Em vídeo gravado no final da reunião, Renan Filho diz: “Eu acabei de fazer o entendimento com as lideranças dos movimentos sociais para que a gente verifique de maneira efetiva qual é o custo das propriedades que estão ocupadas e precisam passar por uma reforma agrária estadual, dado as dificuldades do governo federal. Eles vão fazer esse levantamento e o meu compromisso é de criar as condições para a gente resolver algumas propriedades em Alagoas que já estão a um bom tempo precisando dessa solução definitiva. O governo do estado vai, na ausência do governo federal nessa questão, tentar substituir os recursos da União por recursos do próprio tesouro”.

Estiveram presentes na reunião, além do próprio governador, Renan Filho, o diretor-presidente do Iteral, Jaime Silva, Superintendente de Irrigação e Unidades Avançadas da Seagri, Rodrigo Araújo, e representantes da CPT, do MST, do MLST e do MTL.

Um pouco sobre as áreas emblemáticas do Plano Emergencial do Campo

As terras da massa falida da usina Laginha, aos pés da serra da Barriga (local do histórico do Quilombo da República dos Palmares), no município de União dos Palmares, são ocupadas por mais de 3,5 mil famílias camponesas ligadas a oito movimentos campesinos desde 2014.

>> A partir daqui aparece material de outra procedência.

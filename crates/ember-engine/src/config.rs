//! Engine configuration.
//!
//! Provides inventory, station, recipe and replication settings.
//! Configuration can be loaded from and saved to a TOML file.

use ember_crafting::{ReachableStations, StationType};
use serde::{Deserialize, Serialize};
use std::collections::BTreeMap;
use std::fs;
use std::io;
use std::path::{Path, PathBuf};
use std::time::Duration;
use tracing::{info, warn};

/// Configuration file name.
pub const CONFIG_FILE: &str = "ember.toml";

/// Engine configuration parameters.
#[derive(Debug, Clone, Serialize, Deserialize)]
#[serde(default)]
pub struct EngineConfig {
    // === Catalog ===
    /// Directory scanned for recipe files
    pub recipe_dir: PathBuf,

    // === Inventory ===
    /// Distinct resource kinds the player can hold
    pub inventory_slots: u32,
    /// Maximum quantity per resource kind
    pub stack_limit: u32,

    // === World ===
    /// Station keys treated as reachable at startup
    pub reachable_stations: Vec<String>,

    // === Replication ===
    /// Minimum time between snapshots of the same holder, in milliseconds
    pub replication_interval_ms: u64,
    /// Snapshots buffered before new ones are dropped
    pub replication_capacity: usize,

    /// Resources granted at startup, by name
    pub starting_inventory: BTreeMap<String, u32>,
}

impl Default for EngineConfig {
    fn default() -> Self {
        Self {
            recipe_dir: PathBuf::from(crate::recipe_loader::DEFAULT_RECIPE_PATH),
            inventory_slots: 40,
            stack_limit: 999,
            reachable_stations: Vec::new(),
            replication_interval_ms: 250,
            replication_capacity: 64,
            starting_inventory: BTreeMap::new(),
        }
    }
}

impl EngineConfig {
    /// Load configuration from a specific path.
    /// Returns default config if file doesn't exist or is invalid.
    pub fn load_from<P: AsRef<Path>>(path: P) -> Self {
        let path = path.as_ref();

        if !path.exists() {
            info!("Config file not found, using defaults");
            return Self::default();
        }

        let contents = match fs::read_to_string(path) {
            Ok(contents) => contents,
            Err(e) => {
                warn!("Failed to read config file: {e}");
                return Self::default();
            },
        };

        match toml::from_str::<Self>(&contents) {
            Ok(mut config) => {
                config.validate();
                info!("Loaded config from {}", path.display());
                config
            },
            Err(e) => {
                warn!("Failed to parse config file: {e}");
                Self::default()
            },
        }
    }

    /// Save configuration to a specific path.
    pub fn save_to<P: AsRef<Path>>(&self, path: P) -> io::Result<()> {
        let path = path.as_ref();

        if let Some(parent) = path.parent() {
            fs::create_dir_all(parent)?;
        }

        let contents = toml::to_string_pretty(self)
            .map_err(|e| io::Error::new(io::ErrorKind::InvalidData, e))?;
        fs::write(path, contents)?;

        info!("Saved config to {}", path.display());
        Ok(())
    }

    /// Clamps values to usable ranges.
    pub fn validate(&mut self) {
        self.inventory_slots = self.inventory_slots.clamp(1, 400);
        self.stack_limit = self.stack_limit.max(1);
        self.replication_capacity = self.replication_capacity.clamp(1, 4096);
        self.replication_interval_ms = self.replication_interval_ms.min(60_000);
    }

    /// Minimum interval between snapshots of one holder.
    #[must_use]
    pub fn replication_interval(&self) -> Duration {
        Duration::from_millis(self.replication_interval_ms)
    }

    /// Reachable stations parsed from their keys. Unknown keys are skipped.
    #[must_use]
    pub fn stations(&self) -> ReachableStations {
        self.reachable_stations
            .iter()
            .filter_map(|key| {
                let station = StationType::from_key(key);
                if station.is_none() {
                    warn!("Unknown station '{key}' in config, ignoring");
                }
                station
            })
            .collect()
    }
}
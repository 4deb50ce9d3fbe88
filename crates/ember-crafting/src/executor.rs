//! Transactional crafting.
//!
//! A craft either removes every ingredient and adds the result, or leaves the
//! holder exactly as it was.

use ember_common::ResourceKind;
use thiserror::Error;
use tracing::{debug, error, info, warn};

use crate::availability::{deficiencies, Deficiency};
use crate::catalog::{CatalogIndex, RecipeCatalog, RecipeResult, StationType};
use crate::holder::ResourceHolder;

/// Why a craft was rejected. The holder is unchanged in every case.
#[derive(Debug, Clone, PartialEq, Eq, Error)]
pub enum CraftFailure {
    /// Index does not name a catalog recipe
    #[error("Invalid recipe index {0}")]
    InvalidIndex(CatalogIndex),
    /// One or more ingredients are short
    #[error("Missing {} ingredient(s)", .0.len())]
    MissingIngredients(Vec<Deficiency>),
    /// Required station is not in reach
    #[error("Requires {}", .0.display_name())]
    MissingStation(StationType),
    /// No room for the result
    #[error("Inventory is full")]
    HolderFull,
}

/// Result of a craft attempt.
pub type CraftOutcome = Result<RecipeResult, CraftFailure>;

/// Crafts the recipe at `index` out of `holder`.
///
/// Ingredient sufficiency is re-checked against the holder here; whatever view
/// the caller looked at may be stale. If the result cannot be added, the
/// removed ingredients are put back before returning [`CraftFailure::HolderFull`].
pub fn execute<H: ResourceHolder + ?Sized>(
    catalog: &RecipeCatalog,
    index: CatalogIndex,
    holder: &mut H,
) -> CraftOutcome {
    let recipe = catalog
        .get(index)
        .ok_or(CraftFailure::InvalidIndex(index))?;

    let missing = deficiencies(recipe, holder);
    if !missing.is_empty() {
        debug!("Recipe {} '{}' short of {:?}", index, recipe.name, missing);
        return Err(CraftFailure::MissingIngredients(missing));
    }

    let mut removed: Vec<(ResourceKind, u32)> = Vec::with_capacity(recipe.ingredients.len());
    for req in recipe.requirements() {
        if let Err(e) = holder.remove(req.kind, req.quantity) {
            warn!("Holder refused removal during craft {}: {}", index, e);
            compensate(holder, &removed);
            return Err(CraftFailure::MissingIngredients(deficiencies(recipe, holder)));
        }
        removed.push((req.kind, req.quantity));
    }

    if !holder.add(recipe.result.kind, recipe.result.quantity) {
        debug!("No room for '{}' result, restoring ingredients", recipe.name);
        compensate(holder, &removed);
        return Err(CraftFailure::HolderFull);
    }

    info!(
        "Crafted {} x{} via recipe {} '{}'",
        recipe.result.kind, recipe.result.quantity, index, recipe.name
    );
    Ok(recipe.result)
}

/// Re-adds removed quantities, newest first.
fn compensate<H: ResourceHolder + ?Sized>(holder: &mut H, removed: &[(ResourceKind, u32)]) {
    for &(kind, quantity) in removed.iter().rev() {
        if !holder.add(kind, quantity) {
            error!(
                "Holder refused to restore {} x{}; holder contract violated",
                kind, quantity
            );
        }
    }
}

O acampamento Bota Velha, situado em Murici, completou 20 anos em 2019. A comunidade possui dois núcleos: Bota Velha e Santa Cruz. Acompanhadas pela Comissão Pastoral da Terra (CPT), aproximadamente 100 famílias que ainda hoje resistem no acampamento fixaram-se nas terras abandonadas da Usina São Simeão e as transformaram em produtivas. A ocupação resistiu à vários mandados de reintegração de posse e conta com apoio de organizações internacionais.

Bem ali em Murici, terra de origem do governador de Alagoas, Renan Calheiros Filho, também está a comunidade de Mumbuca, ocupada no mesmo período de Bota Velha, há 20 anos. Lá, 45 famílias se organizaram em uma associação, conseguiram a instalação de energia elétrica, escola e dividiram o imóvel em lotes de 5 hectares a partir de um estudo feito por empresa que contrataram para tal.

O acampamento Sede, também em Murici, há 17 anos é lar e lugar de sustento de mais de 200 famílias. Massa falida da usina São Simeão foram arrendadas à Usina Santa Clotilde em 2005 e, posteriormente, tomadas pela Fazenda Nacional devido às dívidas da proprietária com INSS, companhia energética e débitos trabalhistas. Muitos camponeses que ali vivem, vieram do trabalho escravo nos canaviais. O Movimento de Libertação dos Sem-Terra (MLST) defende que, após as ocupações, as áreas conseguem subsidiar um impacto social positivo maior do que a usina.

O acampamento São José, na zona rural do município de Atalaia, chegou aos 17 anos em 2020. Organizado pelo Movimento dos Trabalhadores Rurais Sem Terra (MST), abriga mais de 70 famílias que vivem da terra e dela tiram seu sustento, alimentando a cidade. As famílias já resistiram a mais de doze tentativas de despejo. O território se torna emblemático para o MST, pois neste solo tombou uma das grandes lideranças do movimento na região, Jaelson Melquíades, assassinado em 2005 a mando dos fazendeiros e políticos locais. Para as famílias, a conquista da área é “honra de sangue”.